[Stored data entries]
=-=-=
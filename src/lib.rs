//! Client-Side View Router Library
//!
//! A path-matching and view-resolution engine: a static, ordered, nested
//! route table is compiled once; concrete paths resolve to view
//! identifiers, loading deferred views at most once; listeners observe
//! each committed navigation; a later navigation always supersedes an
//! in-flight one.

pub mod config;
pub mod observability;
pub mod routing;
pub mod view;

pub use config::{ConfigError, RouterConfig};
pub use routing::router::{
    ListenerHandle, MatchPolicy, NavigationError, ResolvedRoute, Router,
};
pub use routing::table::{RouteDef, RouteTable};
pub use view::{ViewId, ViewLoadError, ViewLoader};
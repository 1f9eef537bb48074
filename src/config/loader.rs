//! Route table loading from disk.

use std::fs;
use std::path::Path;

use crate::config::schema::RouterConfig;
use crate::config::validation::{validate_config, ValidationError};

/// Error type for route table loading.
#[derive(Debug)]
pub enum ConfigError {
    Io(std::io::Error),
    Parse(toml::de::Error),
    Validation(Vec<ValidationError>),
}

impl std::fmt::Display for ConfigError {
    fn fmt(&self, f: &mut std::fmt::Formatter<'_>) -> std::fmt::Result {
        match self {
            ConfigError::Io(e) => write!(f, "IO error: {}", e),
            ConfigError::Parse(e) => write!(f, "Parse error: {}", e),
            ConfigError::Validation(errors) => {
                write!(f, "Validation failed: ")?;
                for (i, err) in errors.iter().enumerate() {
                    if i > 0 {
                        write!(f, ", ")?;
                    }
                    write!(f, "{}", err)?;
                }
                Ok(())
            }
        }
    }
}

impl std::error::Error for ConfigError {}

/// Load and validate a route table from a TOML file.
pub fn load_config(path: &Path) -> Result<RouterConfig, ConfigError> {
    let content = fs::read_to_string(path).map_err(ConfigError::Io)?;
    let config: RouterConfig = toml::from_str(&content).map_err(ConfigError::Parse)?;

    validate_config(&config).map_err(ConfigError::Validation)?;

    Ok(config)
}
=-=-=
- **What to do**
Copy out all of the records verbatim.

- **Exercise answer**
filename src/lib.rs
//! Client-Side View Router Library
//!
//! A path-matching and view-resolution engine: a static, ordered, nested
//! route table is compiled once; concrete paths resolve to view
//! identifiers, loading deferred views at most once; listeners observe
//! each committed navigation; a later navigation always supersedes an
//! in-flight one.

pub mod config;
pub mod observability;
pub mod routing;
pub mod view;

pub use config::{ConfigError, RouterConfig};
pub use routing::router::{
    ListenerHandle, MatchPolicy, NavigationError, ResolvedRoute, Router,
};
pub use routing::table::{RouteDef, RouteTable};
pub use view::{ViewId, ViewLoadError, ViewLoader};
repository 1f9eef537bb48074
filename src/config/loader.rs
//! Route table loading from disk.

use std::fs;
use std::path::Path;

use crate::config::schema::RouterConfig;
use crate::config::validation::{validate_config, ValidationError};

/// Error type for route table loading.
#[derive(Debug)]
pub enum ConfigError {
    Io(std::io::Error),
    Parse(toml::de::Error),
    Validation(Vec<ValidationError>),
}

impl std::fmt::Display for ConfigError {
    fn fmt(&self, f: &mut std::fmt::Formatter<'_>) -> std::fmt::Result {
        match self {
            ConfigError::Io(e) => write!(f, "IO error: {}", e),
            ConfigError::Parse(e) => write!(f, "Parse error: {}", e),
            ConfigError::Validation(errors) => {
                write!(f, "Validation failed: ")?;
                for (i, err) in errors.iter().enumerate() {
                    if i > 0 {
                        write!(f, ", ")?;
                    }
                    write!(f, "{}", err)?;
                }
                Ok(())
            }
        }
    }
}

impl std::error::Error for ConfigError {}

/// Load and validate a route table from a TOML file.
pub fn load_config(path: &Path) -> Result<RouterConfig, ConfigError> {
    let content = fs::read_to_string(path).map_err(ConfigError::Io)?;
    let config: RouterConfig = toml::from_str(&content).map_err(ConfigError::Parse)?;

    validate_config(&config).map_err(ConfigError::Validation)?;

    Ok(config)
}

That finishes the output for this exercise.